Conduct Disorder (CD):

A severe neurological condition which seriously affects a child’s behaviour.

Contact Order:

A court order which specifies the kind of contact a child must have with another person.

Contested Adoption:

An adoption which is opposed in the courts by someone with parental responsibility.

Disclose:

Tell another person about having been abused (usually sexual abuse).

Disrupt / Disruption:

An adoption or foster placement disrupts when it breaks down and the child goes back into care.

Donor Country:

A country which provides children for adoption by citizens of other countries. Some major donor countries are South Korea, Romania, Russia, China and Guatemala.

Family Visiting Centre:

A neutral place where children can have contact with non-custodial or birth parents under supervision.

Foster Care / Fostering:

When a child lives with a new family without being adopted, usually for a limited time.

Freeing Order:

A court order which removes the right or duty of persons with parental responsibility to consent or object to an adoption.

Honeymoon Period:

In adoption, the period after the child comes to live in a new family when he is on his best behaviour, before feeling confident enough to be normally naughty or start testing out his new parents.

Introduction Period:

The period after matching and before the child comes to live with a new family, during which the child and family gradually get to know each other.

Looked After:

The new jargon term meaning more or less the same thing as “in care”.

Maternal Deprivation:

When a child is separated from his mother or mother-figure.

Non-Custodial Parent:

The parent who does not have legal custody of a child, usually after a separation or divorce. A non-custodial parent may or may not be able to exercise his parental responsibility for the child, and almost invariably lives apart.

Open adoption:

An adoption where there is some contact between the adoptee or adoptive parents and the birth family. There are many degrees of open adoption, and the contact may be with any significant person from the birth family, not necessarily the birth parents.

Parental Leave:

Paid or unpaid leave from your job in order to look after your children.

Parental Responsibility:

The rights and duties of a parent.

Placement:

The day a child moves in with a new family to be fostered or adopted. Also the situation itself where a child lives with a new family.

Post-Adoption Services:

Counselling services which specialise in the problems of adopted people, adoptive families and birth families.

Rehabilitation:

The return of a child to his birth family after a period in care. It implies prior unsatisfactory parenting. The child should only be returned after the parents have been retrained and it is decided they are now competent to look after him.

Residence Order:

A court order which specifies where and with whom a child is to live.

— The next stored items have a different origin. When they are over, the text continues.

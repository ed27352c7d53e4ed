//! Entity identification.
//!
//! Every renderable object on the canvas (cards, scenery) has an `EntityId`.
//! IDs are issued monotonically by the
//! [`EventRegistry`](crate::events::EventRegistry) so that no two spawned
//! entities share one, or assigned explicitly by the caller.
//!
//! ## Usage
//!
//! ```
//! use grid_cards::core::EntityId;
//!
//! let id = EntityId::new(7);
//! assert_eq!(id.raw(), 7);
//! assert_eq!(id.default_name(), "base_game_object_7");
//! ```

use serde::{Deserialize, Serialize};

/// Prefix of the derived entity name used as the click handler key.
pub const NAME_PREFIX: &str = "base_game_object_";

/// Unique identifier for a game entity.
#[derive(Clone, Copy, Debug, PartialEq, Eq, PartialOrd, Ord, Hash, Serialize, Deserialize)]
pub struct EntityId(pub u32);

impl EntityId {
    /// Create an entity ID.
    #[must_use]
    pub const fn new(id: u32) -> Self {
        Self(id)
    }

    /// Get the raw ID value.
    #[must_use]
    pub const fn raw(self) -> u32 {
        self.0
    }

    /// The entity name derived from this ID.
    ///
    /// The name doubles as the entity's handler key in the click table, so two
    /// entities with the same ID overwrite each other's click handler.
    #[must_use]
    pub fn default_name(self) -> String {
        format!("{NAME_PREFIX}{}", self.0)
    }
}

impl From<u32> for EntityId {
    fn from(id: u32) -> Self {
        Self(id)
    }
}

impl std::fmt::Display for EntityId {
    fn fmt(&self, f: &mut std::fmt::Formatter<'_>) -> std::fmt::Result {
        write!(f, "Entity({})", self.0)
    }
}
//! Named event dispatch for canvas input and board setup.
//!
//! Entities do not listen for input themselves. An input driver receives raw
//! canvas pointer events and hands them to [`EventRegistry::dispatch_click`],
//! which invokes every handler installed under [`CANVAS_CLICK`]. Each entity's
//! handler hit-tests the click against its own rectangle.
//!
//! Board setup works the same way: [`EventRegistry::prepare_board`] runs every
//! [`BOARD_PREPARE`] hook against the board being prepared.
//!
//! Handlers return a [`HandlerStatus`]; returning `Remove` uninstalls the
//! handler after the current dispatch.
//!
//! ## Key Components
//!
//! - [`EventRegistry`]: Per-topic handler tables, entity ID issuance
//! - [`HandlerTable`]: Ordered handlers for one topic, keyed by name
//! - [`ClickEvent`]: Canvas bounds plus the raw pointer event
//!
//! ## Example Usage
//!
//! ```
//! use std::cell::Cell;
//! use std::rc::Rc;
//! use grid_cards::events::{ClickEvent, EventRegistry, HandlerStatus};
//!
//! let mut registry = EventRegistry::new();
//! let clicks = Rc::new(Cell::new(0));
//!
//! let counter = Rc::clone(&clicks);
//! registry.click_handlers_mut().set(
//!     "counter",
//!     Box::new(move |_: &ClickEvent| {
//!         counter.set(counter.get() + 1);
//!         HandlerStatus::Keep
//!     }),
//! );
//!
//! registry.dispatch_click(&ClickEvent::at(10.0, 10.0));
//! assert_eq!(clicks.get(), 1);
//! ```

mod pointer;
mod registry;
mod table;

pub use pointer::{get_mouse_pos, CanvasBounds, ClickEvent, RawPointerEvent};
pub use registry::{ClickHandler, EventRegistry, HandlerStatus, PrepareHandler};
pub use table::HandlerTable;

/// Topic for pointer clicks on the canvas.
pub const CANVAS_CLICK: &str = "canvas.click";

/// Topic for the board preparation phase.
pub const BOARD_PREPARE: &str = "board.prepare";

Respite Care or Respite Fostering:

Very short-term (from a few hours to a couple of weeks) care by specialist foster families of very handicapped or difficult children, to give the regular carers a break.

Scapegoating:

The singling out of one person in a family who is blamed for everything which goes wrong, no matter who or what is really at fault.

Section 23 payments:

Payments made under section 23 of the Children Act 1989. These are different from adoption allowances, although the purpose of both is to give financial help to families to enable them to adopt children with special needs. Section 23 payments are short-term or lump-sum payments to help with things like travel expenses during the introductions to a child, major items of equipment, home mobility adaptations, etc. In the case of a family adopting a large sibling group Section 23 payments can even cover such things as a large car or a substantial extension to a house.

Stranger:

Someone who adopts a child to whom he is not related.

Tracing:

The process of finding, and possibly contacting, someone related to an adoptee by birth. Tracing is usually done either by an adoptee, but it can also be done by an adoptive parent or by a birth relative. A tracing registry is an index of people who want to be found, used to match them up, although it can also include people saying they do not want to be contacted.

Trigger:

Something which sets off a conditioned response in a child, especially one which causes negative or dysfunctional behaviour.